Auch Dr. Jochen Imhoff, Vorsitzender des Kuratoriums des Diakoniewerkes Hohenbrunn, freute sich über die Auszeichnung, die weit über dem Durchschnitt der bisher geprüften Häuser in Deutschland liegt. Sei sie Ansporn für die bisher noch nicht benoteten Einrichtungen des Diakoniewerkes im Landreis München. Er beschrieb in seinem Bericht die wesentlichen Veränderungen der letzten zwölf Monate. Das wirtschaftliche Umfeld in der Altenhilfe sei noch schwieriger geworden, weil mehr Wettbewerber am Markt teilnehmen und sich der Mangel an Altenpflegefachkräften immer deutlicher abzeichnet. Bei gleicher Vergütung durch die Pflegekassen werden zunehmend mehr Expertenstandards eingeführt, was erhöhte Anforderungen an die Ausbildung nach sich zieht. Das wird grundsätzlich begrüßt, dürfe aber nicht zu Lasten der Betreuung gehen. Die Berufsfachschule für Altenpflege verzeichne eine gesteigerte Nachfrage und führe verstärkt die praxisorientierten Schulungen der Mitarbeitenden in der Pflegeplanung und Dokumentation durch. Im Adipositas-Zentrum der Insula wurde das Therapieangebot flexibilisiert, um den veränderten Erwartungen der Krankenkassen entgegen zu kommen. Die Kindertagesstätten der Insula seien auch in diesem Jahr erneut sehr gut besucht gewesen – nicht nur von Kindern aus Bischofswiesen. Der Kindergarten wird noch zwei weitere Jahre genutzt und dann durch einen Neubau ersetzt. Hier würden intensive Verhandlungen mit der Kommune geführt, die Hauptzuschussgeber sein wird.

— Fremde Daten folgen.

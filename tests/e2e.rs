//! End-to-end tests driving the public API the way a real bind/drain/close
//! sequence would: Supervisor admits a frontend, Frontend::bind wires up a
//! fake store/grant-map/event-channel, and requests are pushed onto the
//! ring the way a guest frontend would before the engine's loop drains it.
//!
//! These fakes are defined locally rather than reused from the library's
//! own `#[cfg(test)]` modules: those aren't part of the crate's public
//! surface an integration test binary links against.

use std::collections::HashMap;
use std::io::Write as _;

use us_blkback::evtchn::{Error as EvtChnError, EventChannel};
use us_blkback::frontend::Frontend;
use us_blkback::gnttab::{Error as GrantMapError, GrantMap};
use us_blkback::supervisor::{Supervisor, MAX_FRONTENDS};
use us_blkback::wire::{
    RawRequest, RequestDirect, SegmentDescriptor, BLKIF_MAX_SEGMENTS_PER_REQUEST, BLKIF_OP_READ,
    BLKIF_OP_WRITE, BLKIF_REQUEST_SIZE, PAGE_SIZE, SECTOR_SIZE,
};
use us_blkback::xenstore::{Error as StoreError, Store};
use zerocopy::byteorder::little_endian::{U16, U32, U64};

struct FakeGrantMap {
    live: HashMap<u32, *mut u8>,
    // grefs bound to a caller-owned buffer via `register`, never boxed by
    // this fake and so never freed by `unmap`.
    foreign: std::collections::HashSet<u32>,
}

impl FakeGrantMap {
    fn new() -> FakeGrantMap {
        FakeGrantMap {
            live: HashMap::new(),
            foreign: std::collections::HashSet::new(),
        }
    }

    /// Bind `gref` to the ring page the test itself owns, so pushing
    /// requests onto that page is visible through the mapping `bind()`
    /// resolves internally.
    fn register(&mut self, gref: u32, page: *mut u8) {
        self.live.insert(gref, page);
        self.foreign.insert(gref);
    }
}

impl GrantMap for FakeGrantMap {
    fn map(&mut self, gref: u32) -> Result<*mut u8, GrantMapError> {
        if let Some(&page) = self.live.get(&gref) {
            return Ok(page);
        }
        let page = Box::leak(Box::new([0u8; PAGE_SIZE])).as_mut_ptr();
        self.live.insert(gref, page);
        Ok(page)
    }

    fn unmap(&mut self, gref: u32, page: *mut u8) -> Result<(), GrantMapError> {
        self.live.remove(&gref);
        if self.foreign.remove(&gref) {
            return Ok(());
        }
        unsafe { drop(Box::from_raw(page as *mut [u8; PAGE_SIZE])) };
        Ok(())
    }
}

struct FakeEventChannel {
    notify_calls: u32,
}

impl FakeEventChannel {
    fn new() -> FakeEventChannel {
        FakeEventChannel { notify_calls: 0 }
    }
}

impl EventChannel for FakeEventChannel {
    fn wait(&mut self) -> Result<(), EvtChnError> {
        Ok(())
    }

    fn notify(&mut self) -> Result<(), EvtChnError> {
        self.notify_calls += 1;
        Ok(())
    }
}

struct FakeStore {
    kv: HashMap<String, String>,
}

impl FakeStore {
    fn new() -> FakeStore {
        FakeStore { kv: HashMap::new() }
    }
}

impl Store for FakeStore {
    fn read(&mut self, path: &str) -> Result<String, StoreError> {
        self.kv
            .get(path)
            .cloned()
            .ok_or_else(|| StoreError::NotFound {
                key: path.to_string(),
            })
    }

    fn write(&mut self, path: &str, value: &str) -> Result<(), StoreError> {
        self.kv.insert(path.to_string(), value.to_string());
        Ok(())
    }
}

fn temp_image(sectors: u64) -> tempfile::NamedTempFile {
    let mut f = tempfile::NamedTempFile::new().unwrap();
    f.write_all(&vec![0u8; (sectors * SECTOR_SIZE) as usize])
        .unwrap();
    f.flush().unwrap();
    f
}

fn direct_request(op: u8, id: u64, start: u64, gref: u32, first: u8, last: u8) -> RawRequest {
    let mut seg = [SegmentDescriptor {
        gref: U32::new(0),
        first_sect: 0,
        last_sect: 0,
        _pad: U16::new(0),
    }; BLKIF_MAX_SEGMENTS_PER_REQUEST];
    seg[0] = SegmentDescriptor {
        gref: U32::new(gref),
        first_sect: first,
        last_sect: last,
        _pad: U16::new(0),
    };
    let direct = RequestDirect {
        operation: op,
        nr_segments: 1,
        handle: U16::new(0),
        id: U64::new(id),
        sector_number: U64::new(start),
        seg,
    };
    let mut raw = RawRequest {
        bytes: [0u8; BLKIF_REQUEST_SIZE],
    };
    raw.bytes.copy_from_slice(unsafe {
        std::slice::from_raw_parts(&direct as *const _ as *const u8, BLKIF_REQUEST_SIZE)
    });
    raw
}

/// Push `raw` onto ring slot `slot` of a page laid out the way `Ring`
/// expects (64-byte header, 108-byte slots), and bump `req_prod`.
fn push_onto_ring(page: &mut [u8], slot: u32, raw: RawRequest) {
    let offset = 64 + slot as usize * BLKIF_REQUEST_SIZE;
    unsafe {
        std::ptr::write_unaligned(page.as_mut_ptr().add(offset) as *mut RawRequest, raw);
        let req_prod_ptr = page.as_mut_ptr() as *mut u32;
        let prev = std::ptr::read(req_prod_ptr);
        std::ptr::write(req_prod_ptr, prev + 1);
    }
}

#[test]
fn bind_drain_and_teardown_roundtrip() {
    let sup = Supervisor::new();
    let id = sup.admit().expect("first frontend admitted");

    let image = temp_image(4);
    let mut page = vec![0u8; PAGE_SIZE];

    let mut store = FakeStore::new();
    store
        .kv
        .insert("/local/domain/3/device/vbd/0/event-channel".into(), "9".into());
    store
        .kv
        .insert("/local/domain/3/device/vbd/0/ring-ref".into(), "10".into());
    store.kv.insert(
        "/local/domain/0/backend/vbd/3/0/params".into(),
        format!("'{}'", image.path().display()),
    );

    let mut grant_map = FakeGrantMap::new();
    grant_map.register(10, page.as_mut_ptr());

    let mut frontend = Frontend::bind(
        id,
        &mut store,
        "/local/domain/3/device/vbd/0",
        "/local/domain/0/backend/vbd/3/0",
        grant_map,
        |_port| Ok(FakeEventChannel::new()),
    )
    .unwrap();

    assert_eq!(
        store.kv.get("/local/domain/0/backend/vbd/3/0/feature-persistent"),
        Some(&"1".to_string())
    );
    assert_eq!(
        store.kv.get("/local/domain/0/backend/vbd/3/0/sectors"),
        Some(&"4".to_string())
    );

    push_onto_ring(&mut page, 0, direct_request(BLKIF_OP_WRITE, 1, 0, 1, 0, 0));
    let processed = frontend.drain();
    assert_eq!(processed, 1);
    assert_eq!(frontend.metrics().requests, 1);

    drop(frontend);
    sup.release();
    assert_eq!(sup.frontend_count(), 0);
}

#[test]
fn supervisor_refuses_past_the_cap() {
    let sup = Supervisor::new();
    for _ in 0..MAX_FRONTENDS {
        sup.admit().unwrap();
    }
    assert!(sup.admit().is_none());
    sup.release();
    assert!(sup.admit().is_some());
}

#[test]
fn two_frontends_share_no_state() {
    let image_a = temp_image(4);
    let image_b = temp_image(4);
    let mut page_a = vec![0u8; PAGE_SIZE];
    let mut page_b = vec![0u8; PAGE_SIZE];

    let mut store_a = FakeStore::new();
    store_a
        .kv
        .insert("/local/domain/1/device/vbd/0/event-channel".into(), "1".into());
    store_a
        .kv
        .insert("/local/domain/1/device/vbd/0/ring-ref".into(), "1".into());
    store_a.kv.insert(
        "/local/domain/0/backend/vbd/1/0/params".into(),
        image_a.path().display().to_string(),
    );

    let mut store_b = FakeStore::new();
    store_b
        .kv
        .insert("/local/domain/2/device/vbd/0/event-channel".into(), "2".into());
    store_b
        .kv
        .insert("/local/domain/2/device/vbd/0/ring-ref".into(), "2".into());
    store_b.kv.insert(
        "/local/domain/0/backend/vbd/2/0/params".into(),
        image_b.path().display().to_string(),
    );

    let mut grant_map_a = FakeGrantMap::new();
    grant_map_a.register(1, page_a.as_mut_ptr());
    let mut grant_map_b = FakeGrantMap::new();
    grant_map_b.register(2, page_b.as_mut_ptr());

    let mut fe_a = Frontend::bind(
        1,
        &mut store_a,
        "/local/domain/1/device/vbd/0",
        "/local/domain/0/backend/vbd/1/0",
        grant_map_a,
        |_port| Ok(FakeEventChannel::new()),
    )
    .unwrap();
    let mut fe_b = Frontend::bind(
        2,
        &mut store_b,
        "/local/domain/2/device/vbd/0",
        "/local/domain/0/backend/vbd/2/0",
        grant_map_b,
        |_port| Ok(FakeEventChannel::new()),
    )
    .unwrap();

    push_onto_ring(&mut page_a, 0, direct_request(BLKIF_OP_WRITE, 1, 0, 1, 0, 0));
    push_onto_ring(&mut page_b, 0, direct_request(BLKIF_OP_READ, 2, 0, 1, 0, 0));

    assert_eq!(fe_a.drain(), 1);
    assert_eq!(fe_b.drain(), 1);
    assert_eq!(fe_a.metrics().writes, 1);
    assert_eq!(fe_b.metrics().reads, 1);
}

Martin Neukamm, Geschäftsführender Vorstand des Diakoniewerkes seit 2006, hat eine Vorstandsposition bei den Rummelsberger Anstalten übernommen. Zu seinem Nachfolger wurde Dipl.-Ökonom Peter Stoll berufen, der im Hauptamt Vorsitzender der Geschäftsführung von Dienste für Menschen ist, einem diakonischen Träger mit Sitz in Baden-Württemberg. Peter Stoll, der bereits seit 1. Juli 2009 Vorstand des Diakoniewerkes ist, wies in seinem Bericht auf die Bedeutung der Berufsfachschule in der Insula hin: „Es bleibt wichtig, selber auszubilden, um die Fachkraftquote in den eigenen Häusern zu stabilisieren, denn die Generierung von qualifiziertem Personal wird immer schwieriger.“ Er dankte den rund 500 Mitarbeitenden, die an den drei Standorten Insula, Riemerling und Taufkirchen im Landkreis München auch im Jahr 2009 eine exzellente Arbeit geleistet haben. Das sei auch der Grund für die kürzlich vom Medizinischen Dienst der Kassen (MDK) vergebene sehr gute Note für die Pflege- und Betreuungsqualität des Seniorenwohn- und Pflegezentrums Insula. Die Mitgliederversammlung feierte zum Abschluss in der Insula-Kirche eine gemeinsame Andacht.